Right. Off to Amazon UK… or wait, maybe not. That’s in the UK, right? That’s a powerful long way away and I bet the shipping will be expensive. Time for a re-think.
[At this point in the tale, the Christmas holidays and two enormous grant proposals intervened. But wait! All is not lost, because, when I re-surfaced:]
Aha! Amazon Canada now acknowledged the existence of Jenny’s novel. Yes, the shipping wasn’t free (believe it or not, I couldn’t think of a single thing I wanted to add to the order to kick it over the magic “free shipping” threshold), but it was almost reasonable, and, since I was in possession of a very fine gift certificate, the spoils of filling out some market survey or other, I wasn’t too bothered. So, clickety-click, order done, and…

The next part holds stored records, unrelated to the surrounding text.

//! Content-identity fingerprints for `.torrent` files.
//!
//! The same release is often uploaded to several trackers, and each upload ends up
//! with a different `.torrent` file. Three SHA-1 fingerprints, from strictest to
//! loosest, let those uploads be recognised as one:
//!
//! - `info_hash`: the `info` dictionary with every key it has. This is the standard
//!   BitTorrent identity and differs as soon as a tracker injects its own fields.
//! - `clean_hash`: `info` restricted to `length`, `files`, `name`, `piece length` and
//!   `pieces`, so per-tracker salting such as `private` or `source` is ignored.
//! - `files_hash`: the sorted list of content paths and lengths only, which survives a
//!   re-made torrent with a different piece length. Unrelated content with the same
//!   names and sizes collides, so a match here means "likely duplicate".
//!
//! All three hash the canonical encoder output, never the original bytes.

use bytes::Bytes;
use serde::{Serialize, Serializer};
use sha1::{Digest, Sha1};
use std::collections::BTreeMap;
use std::fmt;
use tracing::debug;

use super::error::ParseError;
use super::metainfo::{ContentFile, TorrentMetainfo};
use crate::bencode::{BValue, Encoder};

/// `info` keys that take part in the clean hash.
const CLEAN_INFO_KEYS: [&[u8]; 5] = [b"length", b"files", b"name", b"piece length", b"pieces"];

/// A SHA-1 digest, shown as lowercase hex.
#[derive(Clone, Copy, PartialEq, Eq, Hash, PartialOrd, Ord)]
pub struct Fingerprint([u8; 20]);

impl Fingerprint {
    pub fn of(bytes: &[u8]) -> Self {
        let mut hasher = Sha1::new();
        hasher.update(bytes);
        Fingerprint(hasher.finalize().into())
    }

    pub fn as_bytes(&self) -> &[u8; 20] {
        &self.0
    }

    pub fn to_hex(&self) -> String {
        hex::encode(self.0)
    }
}

impl fmt::Display for Fingerprint {
    fn fmt(&self, f: &mut fmt::Formatter<'_>) -> fmt::Result {
        f.write_str(&self.to_hex())
    }
}

impl fmt::Debug for Fingerprint {
    fn fmt(&self, f: &mut fmt::Formatter<'_>) -> fmt::Result {
        write!(f, "Fingerprint({})", self.to_hex())
    }
}

impl Serialize for Fingerprint {
    fn serialize<S: Serializer>(&self, serializer: S) -> Result<S::Ok, S::Error> {
        serializer.serialize_str(&self.to_hex())
    }
}

/// Which fingerprint two identities agree on. Ordered from weakest to strongest.
#[derive(Debug, Clone, Copy, PartialEq, Eq, PartialOrd, Ord, Serialize)]
#[serde(rename_all = "camelCase")]
pub enum MatchStrength {
    Files,
    Clean,
    Exact,
}

/// The identity of one `.torrent` file. Built once, never modified.
#[derive(Debug, Clone, PartialEq, Eq, Serialize)]
#[serde(rename_all = "camelCase")]
pub struct TorrentIdentity {
    name: String,
    tracker_host: String,
    files: Vec<ContentFile>,
    total_size: i64,
    info_hash: Fingerprint,
    clean_hash: Fingerprint,
    files_hash: Fingerprint,
}

impl TorrentIdentity {
    /// Decodes raw `.torrent` bytes and derives their identity.
    pub fn derive(raw: &[u8]) -> Result<Self, ParseError> {
        let metainfo = TorrentMetainfo::from_bytes(raw)?;
        Self::from_metainfo(&metainfo)
    }

    pub fn from_metainfo(metainfo: &TorrentMetainfo) -> Result<Self, ParseError> {
        let tracker_host = metainfo.tracker_host()?;
        let files = metainfo.content_files();
        let total_size = metainfo.total_size();

        let info = metainfo.info();
        let info_hash = hash_value(&BValue::Dict(info.clone()));
        let clean_hash = hash_value(&clean_info(info));
        let files_hash = hash_value(&files_value(&files));

        debug!(
            name = %metainfo.name,
            %info_hash,
            %clean_hash,
            %files_hash,
            "derived torrent identity"
        );

        Ok(TorrentIdentity {
            name: metainfo.name.clone(),
            tracker_host,
            files,
            total_size,
            info_hash,
            clean_hash,
            files_hash,
        })
    }

    pub fn name(&self) -> &str {
        &self.name
    }

    pub fn tracker_host(&self) -> &str {
        &self.tracker_host
    }

    /// Content files sorted by path.
    pub fn files(&self) -> &[ContentFile] {
        &self.files
    }

    pub fn total_size(&self) -> i64 {
        self.total_size
    }

    pub fn info_hash(&self) -> Fingerprint {
        self.info_hash
    }

    pub fn clean_hash(&self) -> Fingerprint {
        self.clean_hash
    }

    pub fn files_hash(&self) -> Fingerprint {
        self.files_hash
    }

    /// The strongest fingerprint both identities share, if any.
    pub fn match_strength(&self, other: &TorrentIdentity) -> Option<MatchStrength> {
        if self.info_hash == other.info_hash {
            Some(MatchStrength::Exact)
        } else if self.clean_hash == other.clean_hash {
            Some(MatchStrength::Clean)
        } else if self.files_hash == other.files_hash {
            Some(MatchStrength::Files)
        } else {
            None
        }
    }
}

impl fmt::Display for TorrentIdentity {
    fn fmt(&self, f: &mut fmt::Formatter<'_>) -> fmt::Result {
        writeln!(f, "Name: {}", self.name)?;
        writeln!(f, "Tracker: {}", self.tracker_host)?;
        writeln!(f, "Size: {}", self.total_size)?;
        writeln!(f, "Info Hash: {}", self.info_hash)?;
        writeln!(f, "Clean Hash: {}", self.clean_hash)?;
        writeln!(f, "Files Hash: {}", self.files_hash)?;
        writeln!(f, "Files:")?;
        for file in &self.files {
            writeln!(f, "  {} ({} bytes)", file.path, file.length)?;
        }
        Ok(())
    }
}

/// Decodes raw `.torrent` bytes and derives their identity.
pub fn derive_identity(raw: &[u8]) -> Result<TorrentIdentity, ParseError> {
    TorrentIdentity::derive(raw)
}

fn hash_value(value: &BValue) -> Fingerprint {
    Fingerprint::of(&Encoder::new().encode_bvalue(value))
}

fn clean_info(info: &BTreeMap<Bytes, BValue>) -> BValue {
    BValue::Dict(
        info.iter()
            .filter(|(key, _)| CLEAN_INFO_KEYS.contains(&&key[..]))
            .map(|(key, value)| (key.clone(), value.clone()))
            .collect(),
    )
}

/// `[{length, path}, ...]` with the path as UTF-8 text.
fn files_value(files: &[ContentFile]) -> BValue {
    BValue::List(
        files
            .iter()
            .map(|file| {
                let mut entry = BTreeMap::new();
                entry.insert(Bytes::from_static(b"length"), BValue::Integer(file.length));
                entry.insert(Bytes::from_static(b"path"), BValue::string(&file.path));
                BValue::Dict(entry)
            })
            .collect(),
    )
}
//! Bencode codec and content-identity fingerprints for `.torrent` files.
//!
//! [`bencode`] decodes and canonically re-encodes bencoded data. [`torrent`] builds on
//! it to derive three SHA-1 fingerprints per torrent so that the same release uploaded
//! to different trackers can be recognised.

pub mod bencode;
pub mod torrent;

pub use bencode::{BValue, Bencode, BencodeError, NumberMode, Term};
pub use torrent::{
    derive_identity, Fingerprint, IdentityError, MatchStrength, ParseError, RemoteTorrent,
    TorrentIdentity, TorrentStatus,
};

…it’s shipping to me from…
…wait for it…
…would you care to guess?
A book written by an American living in England. Published by an American company. Ordered from the Canadian arm of an American distributor. That in turn arranged delivery via the American subsidiary of an English company. Who are shipping it to me right here in Canada, from England, via Royal Mail, of all things.
Astonishing. It all seems so twenty-first-century somehow – although truth be told, all of this could have just as easily been arranged by good old-fashioned paper mail, probably. Nevertheless, it’s now on its way, and I’m looking forward to it. Honest.